The multi-billion-dollar Bridge Replacement, Rehabilitation, Preservation, Protection, and Construction Program (Bridge Formula Program) will be administered by the Federal Highway Administration (FWHA).
Tribal transportation facility bridges and “off-system” bridges – which are generally locally- owned facilities not on the federal-aid highway system – have both been granted funding by the Bridge Formula Program.
Over five years, the scheme will offer $26.5 billion to states, the District of Columbia, and Puerto Rico; alongside $825 million for Tribal transportation facilities, with the total amount available in 2022 surpassing $5 billion, on top of $165 million for tribes.
“Modernizing America’s bridges will help improve safety, support economic growth, and make people’s lives better in every part of the country – across rural, suburban, urban, and tribal communities.” said U.S. Transportation Secretary, Pete Buttigieg.
The Bipartisan Infrastructure Law includes an incentive for states to direct the new Bridge Formula Program funds to off-system bridges owned by a county, city, town, or other local agency.
Generally, states would have to match federal funding with up to 20% state or local funding, however the guidance issued outlines that federal funds can be used for 100% of the cost of repairing or rehabilitating such locally owned off-system bridges.
The FHWA has also published initial guidance on the new program.

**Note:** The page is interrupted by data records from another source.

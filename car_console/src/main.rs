//! # Car Console Binary
//!
//! Runs the console's simulation loop until killed.
//!
//! # Usage
//!
//! ```bash
//! # On the board (sysfs GPIO, reference wiring)
//! car_console
//!
//! # Custom wiring and more logging
//! car_console --config console.toml -vv
//!
//! # Without hardware
//! car_console --simulate --json
//! ```

use car_common::config::{ConsoleConfig, LogLevel};
use car_common::io::registry::IoRegistry;
use car_console::audio::{AudioOutput, LogAudio};
use car_console::media::SystemMedia;
use car_console::{StartupError, build_car};
use car_hal::HalCore;
use car_hal::drivers::{DEFAULT_DRIVER, default_registry};
use clap::{ArgAction, Parser};
use std::path::PathBuf;
use tracing::{error, info};
use tracing_subscriber::EnvFilter;

/// Car console controller
#[derive(Parser, Debug)]
#[command(name = "car_console")]
#[command(version)]
#[command(about = "Car console controller: buttons, lamps and layered audio")]
#[command(long_about = None)]
struct Args {
    /// Increase verbosity (repeatable)
    #[arg(short, long, action = ArgAction::Count)]
    verbose: u8,

    /// Configuration file; built-in defaults when omitted
    #[arg(short, long, value_name = "FILE")]
    config: Option<PathBuf>,

    /// GPIO driver to use
    #[arg(short, long, default_value = DEFAULT_DRIVER)]
    driver: String,

    /// Force the simulation driver and log-only audio
    #[arg(short = 's', long, conflicts_with = "driver")]
    simulate: bool,

    /// Output logs in JSON format
    #[arg(long)]
    json: bool,
}

fn main() {
    let args = Args::parse();
    if let Err(e) = run(&args) {
        // Startup may fail before the configured subscriber is installed.
        let _ = tracing_subscriber::fmt().try_init();
        error!("Car console startup failed: {}", e);
        std::process::exit(1);
    }
}

fn run(args: &Args) -> Result<(), StartupError> {
    let install_dir = change_to_install_dir()?;
    let config = ConsoleConfig::load_or_default(args.config.as_deref())?;
    setup_tracing(args, config.shared.log_level);

    info!(
        "{} v{} starting in {}",
        config.shared.service_name,
        env!("CARGO_PKG_VERSION"),
        install_dir.display()
    );

    let registry = IoRegistry::from_config(&config.io)?;
    info!(
        "IoRegistry built: {} inputs, {} outputs",
        registry.input_count, registry.output_count
    );

    let driver_name = if args.simulate {
        info!("Simulation mode enabled");
        "simulation"
    } else {
        args.driver.as_str()
    };
    let driver = default_registry().create_driver(driver_name)?;
    let mut hal = HalCore::new(registry, driver);

    let media = SystemMedia::new(config.media.clone())?;
    let audio = open_audio(&config, args.simulate)?;
    let mut car = build_car(&mut hal, media, audio, config.simulation.frequency_hz)?;

    car.run()
}

/// Make relative asset and mount paths resolve against the executable.
fn change_to_install_dir() -> Result<PathBuf, StartupError> {
    let exe = std::env::current_exe().map_err(StartupError::InstallDir)?;
    let dir = exe
        .parent()
        .map(PathBuf::from)
        .unwrap_or_else(|| PathBuf::from("."));
    std::env::set_current_dir(&dir).map_err(StartupError::InstallDir)?;
    Ok(dir)
}

#[cfg(feature = "playback")]
fn open_audio(config: &ConsoleConfig, simulate: bool) -> Result<Box<dyn AudioOutput>, StartupError> {
    if simulate {
        return Ok(Box::new(LogAudio::new()));
    }
    let audio = car_console::audio::RodioAudio::new(&config.audio.sounds_dir)?;
    Ok(Box::new(audio))
}

#[cfg(not(feature = "playback"))]
fn open_audio(config: &ConsoleConfig, _simulate: bool) -> Result<Box<dyn AudioOutput>, StartupError> {
    info!(
        "Built without the 'playback' feature; sounds from {} are logged only",
        config.audio.sounds_dir.display()
    );
    Ok(Box::new(LogAudio::new()))
}

/// Setup tracing subscriber: config level, raised once per `-v`.
fn setup_tracing(args: &Args, base: LogLevel) {
    let level: tracing::Level = base.raised(args.verbose).into();
    let filter = EnvFilter::from_default_env().add_directive(level.into());

    if args.json {
        tracing_subscriber::fmt()
            .with_env_filter(filter)
            .json()
            .init();
    } else {
        tracing_subscriber::fmt().with_env_filter(filter).init();
    }
}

Deputy Federal Highway Administrator, Stephanie Pollack, explained that the record amount of funding, will permit states and Tribal governments to restore the bridges most in need of fixing.
She continued, “it will also modernize bridges to withstand the effects of climate change and to make them safer for all users, including cyclists and pedestrians.”
The Deputy Administrator added, “every state has bridges in poor condition and in need of repair, including bridges with weight restrictions that may force lengthy detours for travellers, school buses, first responders or trucks carrying freight.”